Cet article a été publié en version originale en anglais pour ROCHEGRUP

En 2019, j’ai écrit mon premier livre. Mon opinion a été généralement mal comprise à l’époque, mais les cycles économiques se répètent et les événements récents ont confirmé mon scénario initial. J’ai estimé que la prochaine récession déclencherait des pénuries, conduirait à l’inflation et entraînerait une augmentation des taux d’intérêt. Comme nous le savons tous, l’instabilité financière peut surgir à travers le marché obligataire et les abus financiers de l’État. Rien n’est certain ni absolu, mais le marché actuel et l’instabilité financière justifient un examen détaillé des événements à venir. Derrière le rideau, il y a un piège considérable de taux d’intérêt.

En 2021, pour ROCHEGRUP, nous avons discuté du fait que le « système économique repose sur une destruction monétaire inopérante ». Par conséquent, « une augmentation des taux d’intérêt pourrait entraîner des restrictions budgétaires, une contraction immobilière, une insolvabilité des obligations et une crise financière […] De la fin de 2020 jusqu’au printemps 2022 (au moins), nous serons confrontés à un risque majeur. » Bien que l’effondrement du marché obligataire se soit calmé à la fin de 2022, les conséquences financières effectives apparaissent un an plus tard.

I – Crises de stagflation et crises de dépression

Le marché obligataire s’est effondré l’année dernière, ce qui a immédiatement brisé une tendance de 40 ans de baisse des taux d’intérêt. Les obligations du Trésor américain à long terme ont perdu 30 % de leur valeur en 2022, ce qui est le pire chiffre enregistré en 250 ans. Nous ne pouvons ignorer le fait que cette crise est due davantage à la macroéconomie qu’à la microéconomie.

Bien que les crises se répètent encore et encore, nous distinguons généralement entre les crises de stagflation et les crises de dépression.

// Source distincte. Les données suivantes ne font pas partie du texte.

//! LMS integration domain: models, persistence contracts, id resolution.

mod model;
mod remote_id;
mod retry;
mod traits;

pub use model::*;
pub use remote_id::*;
pub use retry::*;
pub use traits::*;
use std::sync::Arc;

use lmsbridge_connect::{
    LmsApiClient, OAuthClient, RateLimiter, SyncConfig, SyncOrchestrator, TokenService,
};
use lmsbridge_core::lms::{EntityUpsertStore, SyncCursorStore};
use lmsbridge_core::LmsConfig;
use lmsbridge_events::{
    EventIngestGateway, EventStreamConfig, EventStreamConsumer, RedisStreamStore, StreamStore,
};
use lmsbridge_storage_sqlite::{
    create_pool, init, run_migrations, spawn_writer, DbPool, LmsEntityRepository,
    SyncCursorRepository, TokenRepository, WriteHandle,
};

use crate::live_events::LiveEventHandler;
use crate::oauth_state::OAuthStateCache;

pub struct AppState {
    pub tokens: Arc<TokenRepository>,
    pub token_service: Arc<TokenService>,
    pub orchestrator: Arc<SyncOrchestrator>,
    pub entities: Arc<dyn EntityUpsertStore>,
    pub cursors: Arc<dyn SyncCursorStore>,
    pub gateway: Arc<EventIngestGateway>,
    pub oauth_states: OAuthStateCache,
}

/// Stream settings derived from the environment configuration.
pub fn stream_config(config: &LmsConfig) -> EventStreamConfig {
    let mut stream = EventStreamConfig {
        stream: config.event_stream.clone(),
        dlq_stream: config.event_dlq_stream.clone(),
        max_len: config.stream_max_len,
        group: config.consumer_group.clone(),
        ..EventStreamConfig::default()
    };
    if let Some(name) = &config.consumer_name {
        stream.consumer = name.clone();
    }
    stream
}

impl AppState {
    /// Wire repositories, the API client and the ingest gateway together.
    pub fn assemble(
        config: LmsConfig,
        pool: Arc<DbPool>,
        writer: WriteHandle,
        stream_store: Arc<dyn StreamStore>,
    ) -> lmsbridge_core::Result<Self> {
        let tokens = Arc::new(TokenRepository::new(pool.clone(), writer.clone()));
        let entities: Arc<dyn EntityUpsertStore> =
            Arc::new(LmsEntityRepository::new(pool.clone(), writer.clone()));
        let cursors: Arc<dyn SyncCursorStore> = Arc::new(SyncCursorRepository::new(pool, writer));

        let oauth = OAuthClient::new(
            &config.base_url,
            config.client_id.clone(),
            config.client_secret.clone(),
            config.redirect_uri.clone(),
        )?;
        let token_service = Arc::new(TokenService::new(tokens.clone(), Arc::new(oauth)));

        let limiter = Arc::new(RateLimiter::new(config.rate_limit_per_minute));
        let api = LmsApiClient::new(&config.base_url, limiter, token_service.clone())?;

        let sync_config = SyncConfig {
            since_days: config.since_days,
        };
        sync_config.validate()?;
        let orchestrator = Arc::new(SyncOrchestrator::new(
            Arc::new(api),
            entities.clone(),
            cursors.clone(),
            sync_config,
        ));

        let gateway = Arc::new(EventIngestGateway::new(
            stream_store,
            config.webhook_secret.clone(),
            &stream_config(&config),
        ));

        Ok(Self {
            tokens,
            token_service,
            orchestrator,
            entities,
            cursors,
            gateway,
            oauth_states: OAuthStateCache::default(),
        })
    }
}

/// Open the database and the stream store, returning the shared state and
/// the live-event consumer that drains the stream.
pub async fn build_state(
    config: LmsConfig,
) -> anyhow::Result<(Arc<AppState>, EventStreamConsumer)> {
    let db_path = init(&config.database_path)?;
    run_migrations(&db_path)?;
    let pool = create_pool(&db_path)?;
    let writer = spawn_writer((*pool).clone());

    let stream_settings = stream_config(&config);
    stream_settings.validate()?;
    let stream_store: Arc<dyn StreamStore> =
        Arc::new(RedisStreamStore::connect(&config.redis_url).await?);

    let state = Arc::new(AppState::assemble(
        config,
        pool,
        writer,
        stream_store.clone(),
    )?);
    let handler = Arc::new(LiveEventHandler::new(state.entities.clone()));
    let consumer = EventStreamConsumer::new(stream_store, handler, stream_settings);

    Ok((state, consumer))
}

#[cfg(test)]
pub(crate) mod test_support {
    use super::*;
    use lmsbridge_events::MemoryStreamStore;
    use tempfile::TempDir;

    pub fn test_config(webhook_secret: Option<&str>) -> LmsConfig {
        LmsConfig::from_lookup(|name| match name {
            "LMS_BASE_URL" => Some("http://127.0.0.1:9".to_string()),
            "LMS_CLIENT_ID" => Some("client".to_string()),
            "LMS_CLIENT_SECRET" => Some("secret".to_string()),
            "LMS_REDIRECT_URI" => Some("http://localhost/lms/oauth/callback".to_string()),
            "LMS_WEBHOOK_SECRET" => webhook_secret.map(str::to_string),
            _ => None,
        })
        .expect("test config")
    }

    /// State over a fresh SQLite file and an in-memory stream store.
    pub fn test_state(
        webhook_secret: Option<&str>,
        streams: MemoryStreamStore,
    ) -> (Arc<AppState>, TempDir) {
        test_state_with_store(webhook_secret, Arc::new(streams))
    }

    pub fn test_state_with_store(
        webhook_secret: Option<&str>,
        streams: Arc<dyn StreamStore>,
    ) -> (Arc<AppState>, TempDir) {
        let dir = tempfile::tempdir().expect("tempdir");
        let db_path = dir.path().join("server.db");
        let db_path = db_path.to_str().expect("utf8 path").to_string();
        run_migrations(&db_path).expect("migrate");
        let pool = create_pool(&db_path).expect("pool");
        let writer = spawn_writer((*pool).clone());

        let state = AppState::assemble(
            test_config(webhook_secret),
            pool,
            writer,
            streams,
        )
        .expect("state");
        (Arc::new(state), dir)
    }
}

#[cfg(test)]
mod tests {
    use super::test_support::test_config;
    use super::*;

    #[test]
    fn stream_config_follows_environment() {
        let mut config = test_config(None);
        config.event_stream = "lms:custom".to_string();
        config.consumer_name = Some("worker-a".to_string());

        let stream = stream_config(&config);
        assert_eq!(stream.stream, "lms:custom");
        assert_eq!(stream.dlq_stream, "lms:events:dlq");
        assert_eq!(stream.consumer, "worker-a");
        assert_eq!(stream.max_len, 10_000);
        assert!(stream.validate().is_ok());
    }
}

Et bien que les deux types se succèdent sur une période de 26 ans (en savoir plus), il semble évident que nous sommes entrés dans une crise de stagflation.

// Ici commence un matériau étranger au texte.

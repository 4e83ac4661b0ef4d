//! Storage-layer errors and their mapping into the core taxonomy.

use diesel::result::DatabaseErrorKind;
use thiserror::Error;

use lmsbridge_core::errors::{DatabaseError, Error};

#[derive(Debug, Error)]
pub enum StorageError {
    #[error("Query failed: {0}")]
    Query(#[from] diesel::result::Error),

    #[error("Connection pool error: {0}")]
    Pool(#[from] diesel::r2d2::PoolError),

    #[error("Connection failed: {0}")]
    Connection(#[from] diesel::ConnectionError),

    #[error("Migration failed: {0}")]
    Migration(String),

    #[error("Stored value is malformed: {0}")]
    Malformed(String),

    #[error("Database writer is not running")]
    WriterClosed,
}

impl From<StorageError> for Error {
    fn from(err: StorageError) -> Self {
        let db_error = match err {
            StorageError::Query(diesel::result::Error::DatabaseError(
                DatabaseErrorKind::UniqueViolation,
                info,
            )) => DatabaseError::UniqueViolation(info.message().to_string()),
            StorageError::Query(e) => DatabaseError::QueryFailed(e.to_string()),
            StorageError::Pool(e) => DatabaseError::ConnectionFailed(e.to_string()),
            StorageError::Connection(e) => DatabaseError::ConnectionFailed(e.to_string()),
            StorageError::Migration(message) => DatabaseError::MigrationFailed(message),
            StorageError::Malformed(message) => DatabaseError::Internal(message),
            StorageError::WriterClosed => {
                DatabaseError::Internal("database writer is not running".to_string())
            }
        };
        Error::Database(db_error)
    }
}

La crise de stagflation est due au fait que les banques centrales, malgré les avertissements des économistes libéraux, sont piégées. D’une part, les banques centrales doivent augmenter les taux d’intérêt pour faire baisser l’inflation. D’autre part, elles doivent garantir la stabilité financière, ce qui est actuellement contradictoire avec le bilan actuel de toutes les banques et institutions financières.

De notre point de vue, l’histoire offre une perspective claire. Une crise de stagflation a éclaté aux États-Unis, en particulier après la fin de la Première Guerre mondiale, et les prix ont augmenté de manière spectaculaire de plus de 15 % entre 1917 et 1920. Le graphique suivant montre la crise d’inflation (en rouge) ainsi que la dépression et la déflation qui ont suivi (en jaune). On peut clairement voir que le marché s’est effondré de plus de 30 % en 1917, avant de se rétablir et de tester de nouveaux sommets à la fin de 1918. Pendant ce temps, la Fed a augmenté les taux d’intérêt de 1917 à 1920.

En conséquence, le Dow Jones a atteint son plus haut niveau en 1920 avant de revenir aux niveaux précédents. Le nombre de banques aux États-Unis a atteint son apogée en 1920, avec un pic estimé à 30 000 banques. En 1920, la crise d’inflation a atteint son apogée, suivie d’une dépression en 1921. De plus, la Fed a augmenté les taux d’intérêt de 4,5 % en 1919 à 7 % en 1920. Une telle augmentation n’a pas de sens dans la situation actuelle. Enfin, veuillez noter que le premier graphique montre trois cycles Kitchin (environ 3,3 ans).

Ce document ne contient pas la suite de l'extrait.